Prior to default, the Credit Agreement had a maturity date of April 12, 2023, provided that if at any time and for so long as any senior notes (other than the 2020 Convertible Senior Notes) had a maturity date prior to 91 days after April 12, 2023, the maturity date shall be the date that is 91 days prior to the maturity of such senior notes.  

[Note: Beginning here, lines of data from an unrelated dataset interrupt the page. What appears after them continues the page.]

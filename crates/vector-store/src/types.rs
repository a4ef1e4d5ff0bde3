use serde::{Deserialize, Serialize};

#[derive(Debug, Clone, Serialize, Deserialize, PartialEq, Eq)]
pub struct VectorDocument {
    pub id: String,
    pub content: String,
}

impl VectorDocument {
    pub fn new(id: impl Into<String>, content: impl Into<String>) -> Self {
        Self {
            id: id.into(),
            content: content.into(),
        }
    }
}

#[derive(Debug, Clone, Serialize, Deserialize, PartialEq)]
pub struct VectorHit {
    pub id: String,
    pub content: String,
    pub similarity_score: f64,
}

The Credit Agreement contains restrictive covenants that may limit the Company’s ability to, among other things, incur additional indebtedness, sell assets, make loans to others, make investments, enter into mergers, enter into hedging contracts, incur liens and engage in certain other transactions without the prior consent of its lenders.  Except for limited exceptions, the Credit Agreement also restricts the Company’s ability to make any dividend payments or distributions on its common stock.  These restrictions apply to all of the Company’s restricted subsidiaries (as defined in the Credit Agreement).  As of March 31, 2020, there were no retained earnings free from restrictions.  The Credit Agreement requires the Company, as of the last day of any quarter, to maintain the following ratios (as defined in the Credit Agreement): (i) a consolidated current assets to consolidated current liabilities ratio (which includes an add back of the available borrowing capacity under the credit agreement) of not less than 1.0 to 1.0 and (ii) a total debt to last four quarters’ EBITDAX ratio of not greater than 4.0 to 1.0.

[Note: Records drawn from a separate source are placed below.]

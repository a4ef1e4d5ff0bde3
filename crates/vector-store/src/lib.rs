//! # VANA Vector Store
//!
//! Semantic similarity search for the second search tier.
//!
//! ```text
//! VectorDocument[]
//!     │
//!     ├──> HashedEmbedder (signed feature hashing)
//!     │      └─> Array1<f32>[dimension]
//!     │
//!     └──> VectorIndex
//!            └─> brute-force cosine top-k
//! ```
//!
//! ## Example
//!
//! ```
//! use vana_vector_store::{VectorDocument, VectorStore};
//!
//! let mut store = VectorStore::new(128).unwrap();
//! store
//!     .add_documents(vec![VectorDocument::new("a", "async error handling")])
//!     .unwrap();
//! let hits = store.semantic_search_simple("async error handling", 3).unwrap();
//! assert_eq!(hits[0].id, "a");
//! ```

mod embeddings;
mod error;
mod index;
mod store;
mod types;

pub use embeddings::{HashedEmbedder, DEFAULT_DIMENSION};
pub use error::{Result, VectorStoreError};
pub use store::VectorStore;
pub use types::{VectorDocument, VectorHit};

Under the Credit Agreement, a cross-default provision provides that a default under certain other debt of the Company or certain of its subsidiaries in an aggregate principal amount exceeding $100 million may constitute an event of default under such Credit Agreement.  Additionally, under the indentures governing the Company’s senior notes and senior convertible notes, a cross-default provision provides that a default under certain other debt of the Company or certain of its subsidiaries in an aggregate principal amount exceeding $100 million (or $50 million in the case of the senior notes due in 2021) may constitute an event of default under such indenture.

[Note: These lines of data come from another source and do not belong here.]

use crate::backends::{Availability, MemoryBackend, VectorBackend, WebBackend};
use crate::config::CoordinatorConfig;
use crate::error::{Result, SearchError};
use crate::fusion::TierFusion;
use crate::query_classifier::QueryClassifier;
use std::sync::Arc;
use std::time::Instant;
use vana_protocol::{
    CoordinatedSearchResponse, QueryClassification, ResponseMetadata, SearchErrorPayload,
    SearchResult, SearchSource, SearchStrategy, SEARCH_HIERARCHY,
};

/// Tiered memory → vector → web search.
///
/// Tiers run strictly one after another in the classified priority order and stop as soon
/// as the accumulated results are sufficient. The coordinator holds no per-call state, so a
/// single instance can serve concurrent searches behind an `Arc`.
pub struct SearchCoordinator {
    memory: Option<Arc<dyn MemoryBackend>>,
    vector: Option<Arc<dyn VectorBackend>>,
    web: Arc<dyn WebBackend>,
    fusion: TierFusion,
    config: CoordinatorConfig,
}

impl SearchCoordinator {
    pub fn new(
        memory: Availability<dyn MemoryBackend>,
        vector: Availability<dyn VectorBackend>,
        web: Arc<dyn WebBackend>,
    ) -> Self {
        Self::with_config(memory, vector, web, CoordinatorConfig::default())
    }

    pub fn with_config(
        memory: Availability<dyn MemoryBackend>,
        vector: Availability<dyn VectorBackend>,
        web: Arc<dyn WebBackend>,
        config: CoordinatorConfig,
    ) -> Self {
        if let Some(reason) = memory.reason() {
            log::info!("Memory search unavailable, tier disabled: {reason}");
        }
        if let Some(reason) = vector.reason() {
            log::info!("Vector search unavailable, tier disabled: {reason}");
        }

        Self {
            memory: memory.into_handle(),
            vector: vector.into_handle(),
            web,
            fusion: TierFusion::from_config(&config),
            config,
        }
    }

    pub fn memory_available(&self) -> bool {
        self.memory.is_some()
    }

    pub fn vector_available(&self) -> bool {
        self.vector.is_some()
    }

    pub fn config(&self) -> &CoordinatorConfig {
        &self.config
    }

    #[must_use]
    pub fn classify(&self, query: &str) -> QueryClassification {
        QueryClassifier::classify(query)
    }

    /// Run a coordinated search and return the response as a JSON string.
    ///
    /// Never fails. If the tiered search errors, one direct web search is attempted; if that
    /// fails too, the returned JSON carries `error` and `fallback_error` instead of results.
    pub async fn coordinated_search(
        &self,
        query: &str,
        max_results: usize,
        force_web: bool,
    ) -> String {
        let started = Instant::now();
        match self.search_from(query, max_results, force_web, started).await {
            Ok(response) => render_response(&response),
            Err(err) => {
                log::warn!("Coordinated search failed for '{query}', falling back to web: {err}");
                self.fallback_search(query, max_results, started, err).await
            }
        }
    }

    /// Structured variant of [`coordinated_search`](Self::coordinated_search) without the
    /// fallback path; errors propagate to the caller.
    pub async fn search(
        &self,
        query: &str,
        max_results: usize,
        force_web: bool,
    ) -> Result<CoordinatedSearchResponse> {
        self.search_from(query, max_results, force_web, Instant::now())
            .await
    }

    async fn search_from(
        &self,
        query: &str,
        max_results: usize,
        force_web: bool,
        started: Instant,
    ) -> Result<CoordinatedSearchResponse> {
        let classification = QueryClassifier::classify(query);
        log::debug!(
            "Query '{}' classified as {} (confidence {:.2}, priority {:?})",
            query,
            classification.kind,
            classification.confidence,
            classification.priority
        );

        if force_web || classification.requires_current {
            log::debug!("Direct web search (force_web={force_web})");
            let results = self.search_web(query, max_results).await?;
            return Ok(self.format_results(query, classification, results, started, None));
        }

        let mut results: Vec<SearchResult> = Vec::new();
        for &source in &classification.priority {
            match source {
                SearchSource::Memory => {
                    let Some(memory) = self.memory.as_deref() else {
                        continue;
                    };
                    results.extend(self.search_memory(memory, query, max_results).await);
                    if self.fusion.has_sufficient_results(&results, &classification) {
                        log::debug!("Memory results sufficient, skipping remaining tiers");
                        break;
                    }
                }
                SearchSource::Vector => {
                    let Some(vector) = self.vector.as_deref() else {
                        continue;
                    };
                    results.extend(self.search_vector(vector, query, max_results).await);
                    if self.fusion.has_sufficient_results(&results, &classification) {
                        log::debug!("Memory+vector results sufficient, skipping web");
                        break;
                    }
                }
                SearchSource::Web => {
                    results.extend(self.search_web(query, max_results).await?);
                    break;
                }
            }
        }

        Ok(self.format_results(query, classification, results, started, None))
    }

    async fn search_memory(
        &self,
        memory: &dyn MemoryBackend,
        query: &str,
        top_k: usize,
    ) -> Vec<SearchResult> {
        match memory.search_memory(query, top_k).await {
            Ok(records) => {
                log::debug!("Memory tier returned {} results", records.len());
                self.fusion.memory_results(records)
            }
            Err(err) => {
                log::warn!("Memory search failed, continuing without it: {err}");
                Vec::new()
            }
        }
    }

    async fn search_vector(
        &self,
        vector: &dyn VectorBackend,
        query: &str,
        top_k: usize,
    ) -> Vec<SearchResult> {
        match vector.semantic_search_simple(query, top_k).await {
            Ok(records) => {
                log::debug!("Vector tier returned {} results", records.len());
                self.fusion.vector_results(records)
            }
            Err(err) => {
                log::warn!("Vector search failed, continuing without it: {err}");
                Vec::new()
            }
        }
    }

    async fn search_web(&self, query: &str, max_results: usize) -> Result<Vec<SearchResult>> {
        let payload = self.web.web_search(query, max_results).await?;
        let results = self.fusion.web_results(&payload);
        log::debug!("Web tier returned {} results", results.len());
        Ok(results)
    }

    async fn fallback_search(
        &self,
        query: &str,
        max_results: usize,
        started: Instant,
        error: SearchError,
    ) -> String {
        match self.search_web(query, max_results).await {
            Ok(results) => {
                let response = self.format_results(
                    query,
                    QueryClassifier::classify(query),
                    results,
                    started,
                    Some(error.to_string()),
                );
                render_response(&response)
            }
            Err(fallback_error) => {
                log::warn!("Fallback web search failed for '{query}': {fallback_error}");
                render_error(query, error.to_string(), Some(fallback_error.to_string()))
            }
        }
    }

    fn format_results(
        &self,
        query: &str,
        classification: QueryClassification,
        results: Vec<SearchResult>,
        started: Instant,
        fallback_reason: Option<String>,
    ) -> CoordinatedSearchResponse {
        let results = TierFusion::rank(results);
        let sources_used = TierFusion::sources_used(&results);

        CoordinatedSearchResponse {
            query: query.to_string(),
            search_strategy: SearchStrategy {
                classification,
                sources_used,
                total_results: results.len(),
                search_duration_seconds: started.elapsed().as_secs_f64(),
                fallback_reason,
            },
            results,
            metadata: ResponseMetadata {
                memory_available: self.memory_available(),
                vector_available: self.vector_available(),
                search_hierarchy: SEARCH_HIERARCHY.to_string(),
                timestamp: timestamp(),
            },
        }
    }
}

fn timestamp() -> String {
    chrono::Utc::now().to_rfc3339()
}

fn render_response(response: &CoordinatedSearchResponse) -> String {
    match serde_json::to_string(response) {
        Ok(json) => json,
        Err(err) => render_error(&response.query, format!("Serialization failed: {err}"), None),
    }
}

fn render_error(query: &str, error: String, fallback_error: Option<String>) -> String {
    let payload = SearchErrorPayload {
        query: query.to_string(),
        error,
        fallback_error,
        timestamp: timestamp(),
    };
    serde_json::to_string(&payload).unwrap_or_else(|_| {
        serde_json::json!({
            "query": payload.query,
            "error": payload.error,
            "timestamp": payload.timestamp,
        })
        .to_string()
    })
}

The obligations of Whiting Oil and Gas under the Credit Agreement are collateralized by a first lien on substantially all of Whiting Oil and Gas’ and Whiting Resource Corporation’s properties.  The Company has guaranteed the obligations of Whiting Oil and Gas under the Credit Agreement and has pledged the stock of its subsidiaries as security for its guarantee.

Senior Notes and Convertible Senior Notes

Senior Notes—In September 2013, the Company issued at par $800 million of 5.75% Senior Notes due March 15, 2021 and issued at 101% of par an additional $400 million of 5.75% Senior Notes due March 15, 2021 (collectively, the “2021 Senior Notes”).  The debt premium recorded in connection with the issuance of the 2021 Senior Notes is being amortized to interest expense over the term of the notes using the effective interest method, with an effective interest rate of 5.5% per annum.

In March 2015, the Company issued at par $750 million of 6.25% Senior Notes due April 1, 2023 (the “2023 Senior Notes”).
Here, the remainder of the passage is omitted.